The problem: Look through the records below, and copy out every line that holds the string "alias".

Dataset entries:
- - - - - - -
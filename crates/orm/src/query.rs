//! # 構造化クエリモデル
//!
//! SQL文字列の代わりにワイヤ上を流れる宣言的なクエリ表現。
//! 演算子・集約関数は閉じた集合であり、未知の値はデシリアライズの
//! 時点で拒否される。

use serde::{Deserialize, Serialize};
use serde_json::Value;
use std::fmt;

use crate::OrmError;

/// クエリ操作の種別。
#[derive(Debug, Clone, Copy, PartialEq, Eq, Hash, Serialize, Deserialize)]
#[serde(rename_all = "lowercase")]
pub enum Operation {
    Select,
    Count,
    Insert,
    Update,
    Delete,
}

impl fmt::Display for Operation {
    fn fmt(&self, f: &mut fmt::Formatter<'_>) -> fmt::Result {
        let s = match self {
            Operation::Select => "select",
            Operation::Count => "count",
            Operation::Insert => "insert",
            Operation::Update => "update",
            Operation::Delete => "delete",
        };
        write!(f, "{s}")
    }
}

/// フィルタ演算子の閉じた集合。
#[derive(Debug, Clone, Copy, PartialEq, Eq, Serialize, Deserialize)]
pub enum FilterOperator {
    #[serde(rename = "=")]
    Eq,
    #[serde(rename = "!=")]
    Ne,
    #[serde(rename = "<")]
    Lt,
    #[serde(rename = "<=")]
    Le,
    #[serde(rename = ">")]
    Gt,
    #[serde(rename = ">=")]
    Ge,
    #[serde(rename = "LIKE")]
    Like,
    #[serde(rename = "IN")]
    In,
}

/// WHERE句の1条件。
#[derive(Debug, Clone, Serialize, Deserialize)]
pub struct QueryFilter {
    pub column: String,
    pub operator: FilterOperator,
    pub value: Value,
}

/// ソート方向。
#[derive(Debug, Clone, Copy, PartialEq, Eq, Serialize, Deserialize)]
pub enum SortDirection {
    #[serde(rename = "ASC")]
    Asc,
    #[serde(rename = "DESC")]
    Desc,
}

/// ORDER BY句の1指定。
#[derive(Debug, Clone, Serialize, Deserialize)]
pub struct OrderBy {
    pub column: String,
    pub direction: SortDirection,
}

/// 集約関数の閉じた集合。
#[derive(Debug, Clone, Copy, PartialEq, Eq, Serialize, Deserialize)]
#[serde(rename_all = "UPPERCASE")]
pub enum AggregateFunction {
    Count,
    Sum,
    Avg,
    Min,
    Max,
}

/// 集約指定。
#[derive(Debug, Clone, Serialize, Deserialize)]
pub struct Aggregation {
    pub function: AggregateFunction,
    pub column: String,
    #[serde(skip_serializing_if = "Option::is_none")]
    pub alias: Option<String>,
}

/// INSERT/UPDATEで使うカラムと値の組。
#[derive(Debug, Clone, Serialize, Deserialize)]
pub struct ColumnValue {
    pub column: String,
    pub value: Value,
}

/// ワイヤ上を流れる構造化クエリ。
#[derive(Debug, Clone, Serialize, Deserialize)]
pub struct OrmQuery {
    pub operation: Operation,
    pub table: String,
    /// 省略時は送信側でテナント既定スキーマが補完される
    #[serde(skip_serializing_if = "Option::is_none")]
    pub schema: Option<String>,
    /// SELECTの射影カラム。省略時は全カラム
    #[serde(skip_serializing_if = "Option::is_none")]
    pub columns: Option<Vec<String>>,
    #[serde(default, skip_serializing_if = "Vec::is_empty")]
    pub filters: Vec<QueryFilter>,
    #[serde(default, skip_serializing_if = "Vec::is_empty")]
    pub order_by: Vec<OrderBy>,
    #[serde(skip_serializing_if = "Option::is_none")]
    pub limit: Option<u64>,
    #[serde(skip_serializing_if = "Option::is_none")]
    pub offset: Option<u64>,
    #[serde(default, skip_serializing_if = "Vec::is_empty")]
    pub aggregations: Vec<Aggregation>,
    /// INSERTの挿入値
    #[serde(skip_serializing_if = "Option::is_none")]
    pub values: Option<Vec<ColumnValue>>,
    /// UPDATEの更新値
    #[serde(skip_serializing_if = "Option::is_none")]
    pub set_values: Option<Vec<ColumnValue>>,
}

impl OrmQuery {
    /// 指定操作の空クエリを作る。
    pub fn new(operation: Operation, table: impl Into<String>) -> Self {
        Self {
            operation,
            table: table.into(),
            schema: None,
            columns: None,
            filters: Vec::new(),
            order_by: Vec::new(),
            limit: None,
            offset: None,
            aggregations: Vec::new(),
            values: None,
            set_values: None,
        }
    }

    pub fn add_filter(
        &mut self,
        column: impl Into<String>,
        operator: FilterOperator,
        value: Value,
    ) -> &mut Self {
        self.filters.push(QueryFilter {
            column: column.into(),
            operator,
            value,
        });
        self
    }

    pub fn add_order(&mut self, column: impl Into<String>, direction: SortDirection) -> &mut Self {
        self.order_by.push(OrderBy {
            column: column.into(),
            direction,
        });
        self
    }

    pub fn add_aggregation(
        &mut self,
        function: AggregateFunction,
        column: impl Into<String>,
        alias: Option<String>,
    ) -> &mut Self {
        self.aggregations.push(Aggregation {
            function,
            column: column.into(),
            alias,
        });
        self
    }

    /// ネットワークに出す前のローカル検証。
    ///
    /// フィルタなしのUPDATE/DELETE（全行更新・全行削除）はピアに
    /// 送らずに拒否する。
    pub fn validate_local(&self) -> Result<(), OrmError> {
        if matches!(self.operation, Operation::Update | Operation::Delete)
            && self.filters.is_empty()
        {
            return Err(OrmError::MissingFilters(self.operation));
        }
        Ok(())
    }
}

/// クエリ実行結果。
#[derive(Debug, Clone, Serialize, Deserialize)]
pub struct QueryResult {
    #[serde(default)]
    pub rows: Vec<serde_json::Map<String, Value>>,
    #[serde(default)]
    pub row_count: u64,
    #[serde(default)]
    pub execution_time_ms: u64,
}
- - - - - - -
Exercise solution:
    pub alias: Option<String>,
        alias: Option<String>,
            alias,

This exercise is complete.